After Mount Pinatubo in the Philippines erupted in 1991, the massive plume of ash it sent into the sky cooled global surface temperatures by about 1 degree Celsius (1.8 degrees Fahrenheit) for a year.

Atmospheric aerosols affect the climate directly, through the scattering and absorption of sunlight, and indirectly, by functioning as seeds for cloud formation. Injecting aerosols into the atmosphere is one of the most hotly debated geo-engineering strategies put forward to combat climate change.

Over the last century, anthropogenic aerosols from industrialization have partly offset the warming effect associated with rising greenhouse gas emissions related to human activity.

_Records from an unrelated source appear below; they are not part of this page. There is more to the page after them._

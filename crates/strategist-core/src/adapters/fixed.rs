use std::collections::BTreeMap;

use crate::data_source::{FxSource, QuoteSource, SourceFuture};
use crate::{ProviderId, Symbol};

pub const DEFAULT_FALLBACK_PRICE: f64 = 100.0;
pub const DEFAULT_FALLBACK_FX_RATE: f64 = 1540.0;

/// Constant price and rate table.
///
/// Serves offline runs directly and backs the resolver when a live source
/// fails. Lookups never fail: unlisted symbols get the default price.
#[derive(Debug, Clone, PartialEq)]
pub struct FixedMarketData {
    prices: BTreeMap<Symbol, f64>,
    default_price: f64,
    fx_rate: f64,
}

impl FixedMarketData {
    pub fn new(fx_rate: f64, default_price: f64) -> Self {
        Self {
            prices: BTreeMap::new(),
            default_price,
            fx_rate,
        }
    }

    /// Reference values for the builtin catalog symbols.
    pub fn builtin() -> Self {
        [
            ("VOO", 520.0),
            ("SPY", 580.0),
            ("AAPL", 230.0),
            ("MSFT", 425.0),
            ("JNJ", 155.0),
            ("KO", 62.0),
        ]
        .into_iter()
        .fold(
            Self::new(DEFAULT_FALLBACK_FX_RATE, DEFAULT_FALLBACK_PRICE),
            |table, (ticker, price)| table.with_price(Symbol::from_static(ticker), price),
        )
    }

    pub fn with_price(mut self, symbol: Symbol, price: f64) -> Self {
        self.prices.insert(symbol, price);
        self
    }

    pub fn with_fx_rate(mut self, fx_rate: f64) -> Self {
        self.fx_rate = fx_rate;
        self
    }

    pub fn price_of(&self, symbol: &Symbol) -> f64 {
        self.prices
            .get(symbol)
            .copied()
            .unwrap_or(self.default_price)
    }

    pub const fn rate(&self) -> f64 {
        self.fx_rate
    }
}

impl Default for FixedMarketData {
    fn default() -> Self {
        Self::builtin()
    }
}

impl QuoteSource for FixedMarketData {
    fn id(&self) -> ProviderId {
        ProviderId::Fixed
    }

    fn price<'a>(&'a self, symbol: &'a Symbol) -> SourceFuture<'a, f64> {
        let price = self.price_of(symbol);
        Box::pin(async move { Ok(price) })
    }
}

impl FxSource for FixedMarketData {
    fn id(&self) -> ProviderId {
        ProviderId::Fixed
    }

    fn fx_rate<'a>(&'a self) -> SourceFuture<'a, f64> {
        let rate = self.fx_rate;
        Box::pin(async move { Ok(rate) })
    }
}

In the United States, however, campaigns to improve air quality and reduce acid rain have led to a sharp decline in atmospheric aerosols. Since 1980, for example, the amount of sulfur dioxide produced by coal plants has dropped by 83 percent. While this trend has clear health benefits, it has also been implicated in regional warming consequences.

Relying on given climate predictions for 2010 to 2050 from the Intergovernmental Panel on Climate Change, a team of scientists recently set out to investigate the potential climate consequences of eliminating atmospheric aerosols in the eastern United States. The team, led by Loretta Mickley, an atmospheric chemist at Harvard, used a high-resolution computer model developed at NASA‘s Goddard Institute for Space Studies.

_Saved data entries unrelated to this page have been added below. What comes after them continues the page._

//! Environment-driven configuration for the market-data boundary.
//!
//! | Variable | Default |
//! |----------|---------|
//! | `STRATEGIST_FINNHUB_API_KEY` (or `FINNHUB_API_KEY`) | unset, prices fall back |
//! | `STRATEGIST_FINNHUB_BASE_URL` | `https://finnhub.io/api/v1` |
//! | `STRATEGIST_FX_BASE_URL` | `https://api.exchangerate-api.com/v4` |
//! | `STRATEGIST_TIMEOUT_MS` | `5000` |
//! | `STRATEGIST_MAX_RETRIES` | `2` |
//! | `STRATEGIST_CATALOG` | unset, builtin catalog |

use std::path::PathBuf;

use crate::adapters::{EXCHANGE_RATE_BASE_URL, FINNHUB_BASE_URL};
use crate::http_client::DEFAULT_TIMEOUT_MS;
use crate::retry::RetryPolicy;
use crate::ConfigError;

pub const ENV_FINNHUB_API_KEY: &str = "STRATEGIST_FINNHUB_API_KEY";
pub const ENV_FINNHUB_API_KEY_FALLBACK: &str = "FINNHUB_API_KEY";
pub const ENV_FINNHUB_BASE_URL: &str = "STRATEGIST_FINNHUB_BASE_URL";
pub const ENV_FX_BASE_URL: &str = "STRATEGIST_FX_BASE_URL";
pub const ENV_TIMEOUT_MS: &str = "STRATEGIST_TIMEOUT_MS";
pub const ENV_MAX_RETRIES: &str = "STRATEGIST_MAX_RETRIES";
pub const ENV_CATALOG: &str = "STRATEGIST_CATALOG";

#[derive(Debug, Clone, PartialEq)]
pub struct MarketDataConfig {
    pub finnhub_api_key: Option<String>,
    pub finnhub_base_url: String,
    pub fx_base_url: String,
    pub timeout_ms: u64,
    pub retry: RetryPolicy,
    pub catalog_path: Option<PathBuf>,
}

impl Default for MarketDataConfig {
    fn default() -> Self {
        Self {
            finnhub_api_key: None,
            finnhub_base_url: String::from(FINNHUB_BASE_URL),
            fx_base_url: String::from(EXCHANGE_RATE_BASE_URL),
            timeout_ms: DEFAULT_TIMEOUT_MS,
            retry: RetryPolicy::default(),
            catalog_path: None,
        }
    }
}

impl MarketDataConfig {
    pub fn from_env() -> Result<Self, ConfigError> {
        Self::from_lookup(|name| std::env::var(name).ok())
    }

    /// Builds the config from an arbitrary variable lookup. Blank values count as unset.
    pub fn from_lookup<F>(lookup: F) -> Result<Self, ConfigError>
    where
        F: Fn(&str) -> Option<String>,
    {
        let get = |name: &str| lookup(name).filter(|value| !value.trim().is_empty());
        let defaults = Self::default();

        let timeout_ms = match get(ENV_TIMEOUT_MS) {
            Some(raw) => parse_positive(ENV_TIMEOUT_MS, &raw)?,
            None => defaults.timeout_ms,
        };
        let retry = match get(ENV_MAX_RETRIES) {
            Some(raw) => {
                let max_retries = raw.trim().parse::<u32>().map_err(|_| ConfigError::InvalidEnv {
                    name: ENV_MAX_RETRIES,
                    value: raw.clone(),
                })?;
                RetryPolicy::exponential(max_retries)
            }
            None => defaults.retry,
        };

        Ok(Self {
            finnhub_api_key: get(ENV_FINNHUB_API_KEY).or_else(|| get(ENV_FINNHUB_API_KEY_FALLBACK)),
            finnhub_base_url: get(ENV_FINNHUB_BASE_URL).unwrap_or(defaults.finnhub_base_url),
            fx_base_url: get(ENV_FX_BASE_URL).unwrap_or(defaults.fx_base_url),
            timeout_ms,
            retry,
            catalog_path: get(ENV_CATALOG).map(PathBuf::from),
        })
    }

    pub fn with_timeout_ms(mut self, timeout_ms: u64) -> Self {
        self.timeout_ms = timeout_ms;
        self
    }

    pub fn with_catalog_path(mut self, path: impl Into<PathBuf>) -> Self {
        self.catalog_path = Some(path.into());
        self
    }
}

fn parse_positive(name: &'static str, raw: &str) -> Result<u64, ConfigError> {
    match raw.trim().parse::<u64>() {
        Ok(value) if value > 0 => Ok(value),
        _ => Err(ConfigError::InvalidEnv {
            name,
            value: raw.to_owned(),
        }),
    }
}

“We knew there was an experiment going on in the atmosphere over the eastern U.S., and we wanted to know what regional climate response would result,” Dr. Mickley said.

In an article in the Atmospheric Environment journal, she and her colleagues projected that the elimination of atmospheric aerosols over the eastern United States would increase ground temperatures across the region by 0.4 to 0.6 degrees Celsius (0.7 to 1.1 degrees Fahrenheit) and increase the severity of heat waves by 1 to 2 degrees Celsius (1.8 to 3.6 degrees Fahrenheit). The rise was driven by positive feedback related to drier soils and less low cloud cover.

The estimates are conservative, given that the model only analyzed the direct effects of aerosols on climate; including indirect effects would have led to an even greater predicted warming.

While no one is suggesting that the nation revert to the air quality standards of the 1960s, experts say that the study highlights how cleaning up our act when it comes to aerosols is just the beginning of thinking through the changes that may be needed to protect the planet’s inhabitants.